Ci sono giorni, nel corso di un anno, giorni presi a caso che capitano del tutto accidentalmente, senza la benché minima programmazione, in cui cambiano di colpo ritmi, abitudini, persone, serate.
Sono giorni un po’ così, che hanno il sapore di un’altra vita possibile, che lasciano in bocca dolcezza e qualche retrogusto di nostalgia. Sono giorni strani dopo i quali tutto torna normale, anche se, a guardare bene, la normalità, dopo di loro, si è spostata di qualche centimetro più avanti. Perché son giorni, ma sono anche terremoti.
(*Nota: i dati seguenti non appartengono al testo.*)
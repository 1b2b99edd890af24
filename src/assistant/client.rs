//! HTTP client for the hosted assistant (v1 message API)

use async_trait::async_trait;
use reqwest::Client;
use serde::Serialize;
use serde_json::Value;

use super::error::AssistantError;
use super::service::{AssistantRequest, AssistantService};
use crate::config::AssistantConfig;
use crate::models::{ConversationContext, NluResult};

/// Body of `POST /v1/workspaces/{id}/message`
#[derive(Debug, Serialize)]
struct MessageBody<'a> {
    input: &'a Value,
    context: &'a ConversationContext,
}

/// Client for the assistant service
pub struct AssistantClient {
    /// HTTP client for making requests
    http_client: Client,
    /// Base URL, e.g. `https://gateway.watsonplatform.net/assistant/api`
    base_url: String,
    username: String,
    password: String,
    /// API version date
    version: String,
}

impl AssistantClient {
    /// Create a new assistant client
    ///
    /// # Errors
    ///
    /// Returns an error if the HTTP client cannot be built.
    pub fn new(config: &AssistantConfig) -> Result<Self, AssistantError> {
        let http_client = Client::builder()
            .connect_timeout(std::time::Duration::from_secs(5))
            .build()
            .map_err(|e| {
                AssistantError::TransportError(format!("Failed to create HTTP client: {}", e))
            })?;

        Ok(Self {
            http_client,
            base_url: config.url.trim_end_matches('/').to_string(),
            username: config.username.clone(),
            password: config.password.clone(),
            version: config.version.clone(),
        })
    }

    /// Build the message endpoint URL for a workspace
    fn build_endpoint_url(&self, workspace_id: &str) -> String {
        format!("{}/v1/workspaces/{}/message", self.base_url, workspace_id)
    }
}

#[async_trait]
impl AssistantService for AssistantClient {
    async fn message(&self, request: AssistantRequest) -> Result<NluResult, AssistantError> {
        let url = self.build_endpoint_url(&request.session_id);
        let body = MessageBody {
            input: &request.input,
            context: &request.context,
        };

        let response = self
            .http_client
            .post(&url)
            .query(&[("version", self.version.as_str())])
            .basic_auth(&self.username, Some(&self.password))
            .json(&body)
            .send()
            .await?;

        let status = response.status();
        if !status.is_success() {
            let body = response.text().await.unwrap_or_default();
            return Err(AssistantError::HttpError {
                status: status.as_u16(),
                body,
            });
        }

        let text = response.text().await?;
        Ok(serde_json::from_str(&text)?)
    }
}
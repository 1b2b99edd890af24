//! Error types for the assistant client

use serde_json::{json, Value};
use thiserror::Error;

/// Errors returned by the assistant (NLU) service
#[derive(Debug, Error)]
pub enum AssistantError {
    /// Non-success HTTP response
    #[error("HTTP error (status {status}): {body}")]
    HttpError { status: u16, body: String },

    /// Connection failures, timeouts
    #[error("Transport error: {0}")]
    TransportError(String),

    /// JSON encoding/decoding issues
    #[error("Serialization error: {0}")]
    SerializationError(String),
}

impl AssistantError {
    /// Status code to hand back to the caller (500 unless the service gave one)
    pub fn status_code(&self) -> u16 {
        match self {
            AssistantError::HttpError { status, .. } if (400..600).contains(status) => *status,
            _ => 500,
        }
    }

    /// Body to hand back to the caller: the service's own JSON when it sent
    /// some, otherwise `{"code", "error"}`
    pub fn to_body(&self) -> Value {
        if let AssistantError::HttpError { body, .. } = self {
            if let Ok(value @ Value::Object(_)) = serde_json::from_str::<Value>(body) {
                return value;
            }
        }

        let error = match self {
            AssistantError::HttpError { body, .. } => body.clone(),
            other => other.to_string(),
        };
        json!({
            "code": self.status_code(),
            "error": error,
        })
    }
}

impl From<serde_json::Error> for AssistantError {
    fn from(err: serde_json::Error) -> Self {
        AssistantError::SerializationError(err.to_string())
    }
}

impl From<reqwest::Error> for AssistantError {
    fn from(err: reqwest::Error) -> Self {
        if let Some(status) = err.status() {
            AssistantError::HttpError {
                status: status.as_u16(),
                body: err.to_string(),
            }
        } else if err.is_decode() {
            AssistantError::SerializationError(err.to_string())
        } else {
            AssistantError::TransportError(err.to_string())
        }
    }
}
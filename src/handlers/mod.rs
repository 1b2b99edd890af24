// Handlers module

pub mod health;
pub mod message;

use std::sync::Arc;

use crate::assistant::AssistantService;
use crate::config::AppConfig;
use crate::formatter::ResponseFormatter;
use crate::lookup::LookupService;

pub use health::health_handler;
pub use message::{message_handler, process_message, NOT_CONFIGURED_TEXT};

/// Everything a request needs, built once at startup
#[derive(Clone)]
pub struct AppState {
    pub config: Arc<AppConfig>,
    pub assistant: Arc<dyn AssistantService>,
    pub formatter: ResponseFormatter,
}

impl AppState {
    /// The formatter takes its switches from `config.formatter`
    pub fn new(
        config: AppConfig,
        assistant: Arc<dyn AssistantService>,
        lookup: Arc<dyn LookupService>,
    ) -> Self {
        let formatter = ResponseFormatter::new(lookup, config.formatter);
        Self {
            config: Arc::new(config),
            assistant,
            formatter,
        }
    }
}
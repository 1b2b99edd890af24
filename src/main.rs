use std::sync::Arc;

use property_assistant::assistant::AssistantClient;
use property_assistant::config::AppConfig;
use property_assistant::handlers::AppState;
use property_assistant::logging::init_tracing;
use property_assistant::lookup::LookupClient;
use property_assistant::routes::configure_routes;
use tracing::{error, info, warn};

#[tokio::main]
async fn main() {
    let config = match AppConfig::from_env() {
        Ok(config) => config,
        Err(e) => {
            eprintln!("Configuration error: {}", e);
            std::process::exit(1);
        }
    };
    init_tracing();

    if !config.is_workspace_configured() {
        warn!("WORKSPACE_ID is not set; every message will get the setup instructions");
    }

    let assistant = match AssistantClient::new(&config.assistant) {
        Ok(client) => client,
        Err(e) => {
            error!(error = %e, "Failed to create assistant client");
            std::process::exit(1);
        }
    };
    let lookup = match LookupClient::new(&config.lookup) {
        Ok(client) => client,
        Err(e) => {
            error!(error = %e, "Failed to create lookup client");
            std::process::exit(1);
        }
    };

    let addr = config.socket_addr();
    let state = AppState::new(config, Arc::new(assistant), Arc::new(lookup));
    let routes = configure_routes(state);

    info!("Starting server on http://{}", addr);
    warp::serve(routes).run(addr).await;
}
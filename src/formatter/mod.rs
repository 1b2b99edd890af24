//! Response formatter
//!
//! Turns an assistant result into a single display string, enriched by at
//! most one property data lookup.

pub mod dispatch;
pub mod templates;

use serde_json::Value;
use std::sync::Arc;
use tracing::{debug, warn};

use crate::config::{FormatterOptions, LookupFailurePolicy};
use crate::lookup::{LookupError, LookupRoute, LookupService};
use crate::models::NluResult;

pub use dispatch::select_route;
pub use templates::{confidence_text, render, LOOKUP_ERROR_TEXT};

/// Outcome of the optional lookup for one turn
#[derive(Debug)]
pub enum LookupOutcome {
    /// No route matched
    NotAttempted,
    /// The lookup ran and its response was rendered
    Rendered(String),
    /// The GET or the rendering failed
    Failed(LookupError),
}

/// Compose the final result from the assistant output and the lookup outcome
pub fn compose(
    mut result: NluResult,
    outcome: LookupOutcome,
    options: &FormatterOptions,
) -> NluResult {
    let mut output = result.output.take().unwrap_or_default();

    let fallback = result.top_intent().map(confidence_text);
    match (outcome, fallback) {
        (_, None) => {}
        (LookupOutcome::Rendered(text), Some(_)) => output.text = Value::String(text),
        (LookupOutcome::NotAttempted, Some(fallback)) => output.text = Value::String(fallback),
        (LookupOutcome::Failed(_), Some(fallback)) => match options.lookup_failure {
            LookupFailurePolicy::Confidence => output.text = Value::String(fallback),
            LookupFailurePolicy::Silent => {}
            LookupFailurePolicy::ErrorText => {
                output.text = Value::String(LOOKUP_ERROR_TEXT.to_string())
            }
        },
    }

    result.output = Some(output);
    result
}

/// Runs route selection, the lookup and rendering for each turn
#[derive(Clone)]
pub struct ResponseFormatter {
    lookup: Arc<dyn LookupService>,
    options: FormatterOptions,
}

impl ResponseFormatter {
    pub fn new(lookup: Arc<dyn LookupService>, options: FormatterOptions) -> Self {
        Self { lookup, options }
    }

    /// Format one assistant result. Lookup failures never escape; they are
    /// logged and resolved through the configured policy.
    ///
    /// A result that arrived without an output container only gets the
    /// confidence phrasing; no lookup is attempted for it.
    pub async fn format(&self, result: NluResult) -> NluResult {
        let route = if result.output.is_none() {
            None
        } else {
            select_route(&result, &self.options)
        };
        let outcome = match route {
            Some(route) => self.run_lookup(&route, &result).await,
            None => LookupOutcome::NotAttempted,
        };

        let formatted = compose(result, outcome, &self.options);
        debug!(
            text = ?formatted.output.as_ref().map(|o| &o.text),
            "Formatted response"
        );
        formatted
    }

    async fn run_lookup(&self, route: &LookupRoute, result: &NluResult) -> LookupOutcome {
        debug!(endpoint = route.endpoint.as_str(), params = ?route.params, "Dispatching lookup");

        let rendered = match self.lookup.fetch(route).await {
            Ok(body) => render(route, &result.context, &body),
            Err(e) => Err(e),
        };

        match rendered {
            Ok(text) => LookupOutcome::Rendered(text),
            Err(e) => {
                warn!(endpoint = route.endpoint.as_str(), error = %e, "Lookup failed");
                LookupOutcome::Failed(e)
            }
        }
    }
}
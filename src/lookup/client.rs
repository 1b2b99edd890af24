//! HTTP client for the property data REST service

use async_trait::async_trait;
use reqwest::Client;
use serde_json::Value;

use super::error::LookupError;
use super::route::LookupRoute;
use super::service::LookupService;
use crate::config::LookupConfig;

/// Client for the property data service
pub struct LookupClient {
    /// HTTP client for making requests
    http_client: Client,
    base_url: String,
}

impl LookupClient {
    /// Create a new lookup client
    ///
    /// # Errors
    ///
    /// Returns an error if the HTTP client cannot be built.
    pub fn new(config: &LookupConfig) -> Result<Self, LookupError> {
        let http_client = Client::builder()
            .connect_timeout(std::time::Duration::from_secs(5))
            .build()
            .map_err(|e| {
                LookupError::TransportError(format!("Failed to create HTTP client: {}", e))
            })?;

        Ok(Self {
            http_client,
            base_url: config.base_url.clone(),
        })
    }
}

#[async_trait]
impl LookupService for LookupClient {
    async fn fetch(&self, route: &LookupRoute) -> Result<Value, LookupError> {
        let url = route.url(&self.base_url)?;

        let response = self
            .http_client
            .get(url)
            .header("Accept", "application/json")
            .send()
            .await?;

        let status = response.status();
        if !status.is_success() {
            let body = response.text().await.unwrap_or_default();
            return Err(LookupError::HttpError {
                status: status.as_u16(),
                body,
            });
        }

        let text = response.text().await?;
        Ok(serde_json::from_str(&text)?)
    }
}
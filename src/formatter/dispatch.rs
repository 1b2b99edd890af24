//! Route selection: which lookup (if any) a turn triggers
//!
//! The top intent is matched first; the `currentContext` marker is only
//! consulted when no intent row produces a route.

use crate::config::{CarparkingRule, FormatterOptions};
use crate::lookup::{LookupEndpoint, LookupRoute};
use crate::models::NluResult;

/// Where a row reads its query parameter from
#[derive(Debug, Clone, Copy, PartialEq, Eq)]
enum Param {
    None,
    /// First entity value, then context `suburb`
    Suburb,
    /// Context `address`; the row does not match without one
    Address,
    /// Context `address` when present
    OptionalAddress,
}

struct Row {
    key: &'static str,
    endpoint: LookupEndpoint,
    param: Param,
}

const INTENT_TABLE: &[Row] = &[
    Row {
        key: "averageRent",
        endpoint: LookupEndpoint::AverageRent,
        param: Param::Suburb,
    },
    Row {
        key: "inspections",
        endpoint: LookupEndpoint::Inspections,
        param: Param::None,
    },
    Row {
        key: "repairs",
        endpoint: LookupEndpoint::Repairs,
        param: Param::None,
    },
    Row {
        key: "transport",
        endpoint: LookupEndpoint::Transport,
        param: Param::Suburb,
    },
    Row {
        key: "propertyDetails",
        endpoint: LookupEndpoint::PropertyDetails,
        param: Param::Address,
    },
];

const CONTEXT_TABLE: &[Row] = &[
    Row {
        key: "tenant",
        endpoint: LookupEndpoint::Tenant,
        param: Param::Address,
    },
    Row {
        key: "landlord",
        endpoint: LookupEndpoint::Landlord,
        param: Param::Address,
    },
    Row {
        key: "carparking",
        endpoint: LookupEndpoint::Carparking,
        param: Param::Address,
    },
];

/// Pick at most one lookup for this turn
pub fn select_route(result: &NluResult, options: &FormatterOptions) -> Option<LookupRoute> {
    let top = result.top_intent()?;

    if let Some(route) = find_row(INTENT_TABLE, &top.intent)
        .and_then(|row| build_route(row, row.param, result))
    {
        return Some(route);
    }

    let marker = result.context.current_context()?;
    let row = find_row(CONTEXT_TABLE, marker)?;
    let param = match (row.endpoint, options.carparking) {
        (LookupEndpoint::Carparking, CarparkingRule::Independent) => Param::OptionalAddress,
        _ => row.param,
    };
    build_route(row, param, result)
}

fn find_row<'a>(table: &'a [Row], key: &str) -> Option<&'a Row> {
    table.iter().find(|row| row.key == key)
}

fn build_route(row: &Row, param: Param, result: &NluResult) -> Option<LookupRoute> {
    let route = LookupRoute::new(row.endpoint);
    match param {
        Param::None => Some(route),
        Param::Suburb => result
            .first_entity_value()
            .or_else(|| result.context.suburb())
            .map(|suburb| route.with_param("suburb", suburb)),
        Param::Address => result
            .context
            .address()
            .map(|address| route.with_param("address", address)),
        Param::OptionalAddress => Some(match result.context.address() {
            Some(address) => route.with_param("address", address),
            None => route,
        }),
    }
}

#[cfg(test)]
mod tests {
    use super::*;
    use crate::models::{ConversationContext, Entity, Intent};

    fn result(intent: &str, context: ConversationContext) -> NluResult {
        NluResult {
            intents: vec![Intent::new(intent, 0.9)],
            context,
            ..NluResult::default()
        }
    }

    fn select(result: &NluResult) -> Option<LookupRoute> {
        select_route(result, &FormatterOptions::default())
    }

    #[test]
    fn test_no_intents_selects_nothing() {
        let result = NluResult {
            context: ConversationContext::new().with("currentContext", "tenant"),
            ..NluResult::default()
        };
        assert!(select(&result).is_none());
    }

    #[test]
    fn test_average_rent_uses_first_entity() {
        let mut result = result("averageRent", ConversationContext::new());
        result.entities = vec![Entity::new("suburb", "melbourne"), Entity::new("suburb", "carlton")];

        let route = select(&result).unwrap();
        assert_eq!(route.endpoint, LookupEndpoint::AverageRent);
        assert_eq!(route.param("suburb"), Some("melbourne"));
    }

    #[test]
    fn test_average_rent_falls_back_to_context_suburb() {
        let result = result(
            "averageRent",
            ConversationContext::new().with("suburb", "richmond"),
        );
        assert_eq!(select(&result).unwrap().param("suburb"), Some("richmond"));
    }

    #[test]
    fn test_average_rent_without_suburb_selects_nothing() {
        assert!(select(&result("averageRent", ConversationContext::new())).is_none());
    }

    #[test]
    fn test_parameterless_intents() {
        let route = select(&result("inspections", ConversationContext::new())).unwrap();
        assert_eq!(route, LookupRoute::new(LookupEndpoint::Inspections));

        let route = select(&result("repairs", ConversationContext::new())).unwrap();
        assert_eq!(route, LookupRoute::new(LookupEndpoint::Repairs));
    }

    #[test]
    fn test_property_details_requires_address() {
        assert!(select(&result("propertyDetails", ConversationContext::new())).is_none());

        let route = select(&result(
            "propertyDetails",
            ConversationContext::new().with("address", "1 Main St"),
        ))
        .unwrap();
        assert_eq!(route.endpoint, LookupEndpoint::PropertyDetails);
        assert_eq!(route.param("address"), Some("1 Main St"));
    }

    #[test]
    fn test_context_rows() {
        for (marker, endpoint) in [
            ("tenant", LookupEndpoint::Tenant),
            ("landlord", LookupEndpoint::Landlord),
            ("carparking", LookupEndpoint::Carparking),
        ] {
            let context = ConversationContext::new()
                .with("currentContext", marker)
                .with("address", "1 Main St");
            let route = select(&result("anything", context)).unwrap();
            assert_eq!(route.endpoint, endpoint);
            assert_eq!(route.param("address"), Some("1 Main St"));
        }
    }

    #[test]
    fn test_tenant_without_address_selects_nothing() {
        let context = ConversationContext::new().with("currentContext", "tenant");
        assert!(select(&result("anything", context)).is_none());
    }

    #[test]
    fn test_intent_beats_context() {
        let context = ConversationContext::new()
            .with("currentContext", "tenant")
            .with("address", "1 Main St");
        let route = select(&result("inspections", context)).unwrap();
        assert_eq!(route.endpoint, LookupEndpoint::Inspections);
    }

    #[test]
    fn test_unmatched_intent_row_defers_to_context() {
        // averageRent without a suburb cannot build its route
        let context = ConversationContext::new()
            .with("currentContext", "landlord")
            .with("address", "1 Main St");
        let route = select(&result("averageRent", context)).unwrap();
        assert_eq!(route.endpoint, LookupEndpoint::Landlord);
    }

    #[test]
    fn test_carparking_requires_address_by_default() {
        let context = ConversationContext::new().with("currentContext", "carparking");
        assert!(select(&result("anything", context)).is_none());
    }

    #[test]
    fn test_carparking_independent_of_address() {
        let options = FormatterOptions::default().with_carparking(CarparkingRule::Independent);

        let context = ConversationContext::new().with("currentContext", "carparking");
        let route = select_route(&result("anything", context), &options).unwrap();
        assert_eq!(route, LookupRoute::new(LookupEndpoint::Carparking));

        let context = ConversationContext::new()
            .with("currentContext", "carparking")
            .with("address", "3 Low Rd");
        let route = select_route(&result("anything", context), &options).unwrap();
        assert_eq!(route.param("address"), Some("3 Low Rd"));
    }

    #[test]
    fn test_independent_rule_leaves_other_rows_alone() {
        let options = FormatterOptions::default().with_carparking(CarparkingRule::Independent);
        let context = ConversationContext::new().with("currentContext", "tenant");
        assert!(select_route(&result("anything", context), &options).is_none());
    }

    #[test]
    fn test_unknown_intent_and_context() {
        let context = ConversationContext::new()
            .with("currentContext", "weather")
            .with("address", "1 Main St");
        assert!(select(&result("greeting", context)).is_none());
    }
}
Quelli trascorsi sono stati – se vogliamo trovargli un nome – “I giorni degli abbracci”. Una frase detta accidentalmente tra amici ed ecco che, come un virus poco contenibile, per giorni interi ognuno è stato pronto a regalare il suo migliore abbraccio possibile. Per tre giorni noi lunatiche abbiamo abbracciato chiunque, persone conosciute, semisconosciute e appena conosciute, accoccolandoci – che forse ce n’era bisogno – tra braccia pronte a regalare la loro miglior strizzata d’avvolgenza e affetto. Ma soprattutto tra braccia pronte a gareggiare per dimostrare di poter essere il miglior abbraccio mai ricevuto, e quindi, diciamolo, sono stati giorni di abbracci da 10 e lode, di abbracci che senza saperlo erano consolatori e riposanti, amicali e rassicuranti, divertenti e stuzzicanti. Mica quegli abbracci così, tanto per fare, quelli di quando incontri qualcuno e lo abbracci perché così si fa, magari battendogli una pacca sulla schiena che manco una mamma per il rigurgitino. No no, in questi giorni noi lunatiche abbiamo assaporato il meglio del meglio che l’arte abbracciatoria potesse offrire. E ci siamo ricaricate, ce ne siamo riempite, e ci siamo divertite assai nel vedere che chiunque abbracciava chiunque, tutto davanti ai nostri un po’ sbigottiti occhi.
Se ci sono tante cose belle che capitano sulla Luna’s, questa è una delle più belle che abbiamo innescato fuori dalle nostre mura: una valangata di gente abbracciosa e ridente, pronta a chiedere senza remore una seconda strizzata per avere una controprova.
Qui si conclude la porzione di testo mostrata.